A team of researchers from the National Institutes of Health and Harvard Medical School report in the August 7 issue of Cell that without atlastin-1, which is frequently mutated in the disease, the ER network cannot form properly. And in the August 20 Nature, researchers from Rice University in Houston, Texas, and the Eugenio Medea Scientific Institute in Conegliano, Italy, cement a role for atlastins in ER networks by showing that the protein drives membrane fusion in vitro. Unlike SNAREs or virus-mediated fusion, atlastins require energy from GTP to seal the membranes. “It’s the newest paradigm of membrane fusion,” said principal investigator James McNew of Rice University.
Other neurodegenerative diseases have been linked to the ER stress response (see ARF related news story on Saxena et al., 2009) and to its role in calcium homeostasis (see ARF related news story on Green et al., 2008), and reticulons—separate proteins that form ER tubules—may play both protective and toxic roles in Alzheimer disease (see ARF related news story on Shi et al., 2009). However, hereditary spastic paraplegia seems to be caused by malformations in the organelle itself. The disease, for which 45 genetic loci have been identified, causes a person’s legs to become weak and stiff. Unlike ALS, a relentlessly degenerative disease, HSP can occur during development and may not shorten a person’s lifespan.

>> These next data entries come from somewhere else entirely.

//! Terminal-status notifications.

use std::sync::Arc;

use chrono::Utc;
use tracing::info;

use vtrack_models::{Notification, TrackedVideo};

use crate::error::{WorkerError, WorkerResult};
use crate::ports::NotificationPublisher;

/// Formats and publishes the notification for a finished video.
#[derive(Clone)]
pub struct NotificationEmitter {
    publisher: Arc<dyn NotificationPublisher>,
}

impl NotificationEmitter {
    pub fn new(publisher: Arc<dyn NotificationPublisher>) -> Self {
        Self { publisher }
    }

    /// Publish the notification for `video`, stamped with the emission time.
    pub async fn notify(&self, video: &TrackedVideo) -> WorkerResult<Notification> {
        let notification = Notification::for_video(video, Utc::now());

        self.publisher
            .publish_notification(&notification)
            .await
            .map_err(WorkerError::Notification)?;

        info!(
            video_id = %notification.video_id,
            status = %notification.status,
            "Published terminal notification"
        );
        Ok(notification)
    }
}
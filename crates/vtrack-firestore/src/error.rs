//! Firestore error types.

use thiserror::Error;

/// Result type for Firestore operations.
pub type FirestoreResult<T> = Result<T, FirestoreError>;

/// Errors that can occur during Firestore operations.
#[derive(Debug, Error)]
pub enum FirestoreError {
    #[error("Authentication failed: {0}")]
    AuthError(String),

    #[error("Document not found: {0}")]
    NotFound(String),

    #[error("Document already exists: {0}")]
    AlreadyExists(String),

    #[error("Permission denied: {0}")]
    PermissionDenied(String),

    #[error("Transaction aborted: {0}")]
    Aborted(String),

    #[error("Precondition failed: {0}")]
    PreconditionFailed(String),

    #[error("Request failed: {0}")]
    RequestFailed(String),

    #[error("Server error {0}: {1}")]
    ServerError(u16, String),

    #[error("Invalid response: {0}")]
    InvalidResponse(String),

    #[error("Rate limited, retry after {0}ms")]
    RateLimited(u64),

    #[error("Network error: {0}")]
    Network(#[from] reqwest::Error),

    #[error("JSON error: {0}")]
    Json(#[from] serde_json::Error),
}

/// Default backoff when Firestore answers 429 without a hint.
const DEFAULT_RATE_LIMIT_MS: u64 = 1000;

impl FirestoreError {
    pub fn auth_error(msg: impl Into<String>) -> Self {
        Self::AuthError(msg.into())
    }

    pub fn not_found(path: impl Into<String>) -> Self {
        Self::NotFound(path.into())
    }

    pub fn request_failed(msg: impl Into<String>) -> Self {
        Self::RequestFailed(msg.into())
    }

    pub fn invalid_response(msg: impl Into<String>) -> Self {
        Self::InvalidResponse(msg.into())
    }

    /// Classify an HTTP error response.
    ///
    /// Firestore reports transaction contention as 409 `ABORTED` and stale
    /// `updateTime` preconditions as 400 `FAILED_PRECONDITION`; both need to be
    /// told apart from plain conflicts and bad requests.
    pub fn from_http_status(status: u16, body: impl Into<String>) -> Self {
        let body = body.into();
        match status {
            401 => Self::AuthError(body),
            403 => Self::PermissionDenied(body),
            404 => Self::NotFound(body),
            409 if body.contains("ABORTED") => Self::Aborted(body),
            409 => Self::AlreadyExists(body),
            412 => Self::PreconditionFailed(body),
            400 if body.contains("FAILED_PRECONDITION") => Self::PreconditionFailed(body),
            429 => Self::RateLimited(DEFAULT_RATE_LIMIT_MS),
            500..=599 => Self::ServerError(status, body),
            _ => Self::RequestFailed(body),
        }
    }

    /// Check if error is retryable.
    pub fn is_retryable(&self) -> bool {
        matches!(
            self,
            FirestoreError::Network(_)
                | FirestoreError::RateLimited(_)
                | FirestoreError::ServerError(..)
                | FirestoreError::Aborted(_)
        )
    }

    /// True if the error was caused by a failed precondition (e.g., updateTime mismatch).
    pub fn is_precondition_failed(&self) -> bool {
        matches!(self, FirestoreError::PreconditionFailed(_))
    }

    /// HTTP status this error corresponds to, if any.
    pub fn http_status(&self) -> Option<u16> {
        match self {
            FirestoreError::AuthError(_) => Some(401),
            FirestoreError::PermissionDenied(_) => Some(403),
            FirestoreError::NotFound(_) => Some(404),
            FirestoreError::AlreadyExists(_) | FirestoreError::Aborted(_) => Some(409),
            FirestoreError::PreconditionFailed(_) => Some(412),
            FirestoreError::RateLimited(_) => Some(429),
            FirestoreError::ServerError(status, _) => Some(*status),
            FirestoreError::Network(e) => e.status().map(|s| s.as_u16()),
            _ => None,
        }
    }

    /// Server-provided backoff hint.
    pub fn retry_after_ms(&self) -> Option<u64> {
        match self {
            FirestoreError::RateLimited(ms) => Some(*ms),
            _ => None,
        }
    }
}
//! Storage error types.

use thiserror::Error;

/// Result type for storage operations.
pub type StorageResult<T> = Result<T, StorageError>;

/// Errors that can occur during storage operations.
#[derive(Debug, Error)]
pub enum StorageError {
    #[error("Failed to configure storage client: {0}")]
    ConfigError(String),

    #[error("Object not found: {0}")]
    NotFound(String),

    #[error("AWS SDK error: {0}")]
    AwsSdk(String),
}

impl StorageError {
    pub fn config_error(msg: impl Into<String>) -> Self {
        Self::ConfigError(msg.into())
    }

    pub fn not_found(key: impl Into<String>) -> Self {
        Self::NotFound(key.into())
    }

    /// Missing objects stay missing; everything else may be a transient
    /// service or network failure.
    pub fn is_retryable(&self) -> bool {
        matches!(self, StorageError::AwsSdk(_))
    }
}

The authors of the Cell paper found functional homologs for human atlastin in yeast and in plants. In the latter, in an uncanny similarity to neurons, the protein is essential for the proper formation of long, skinny root hairs—“the axons of the plant,” quipped Tom Rapoport of Harvard Medical School, one of the study’s principal investigators. This connection has inspired co-principal investigator Craig Blackstone, of the National Institute of Neurological Disorders and Stroke (NINDS) in Bethesda, Maryland, to consider plants as a model system for HSP.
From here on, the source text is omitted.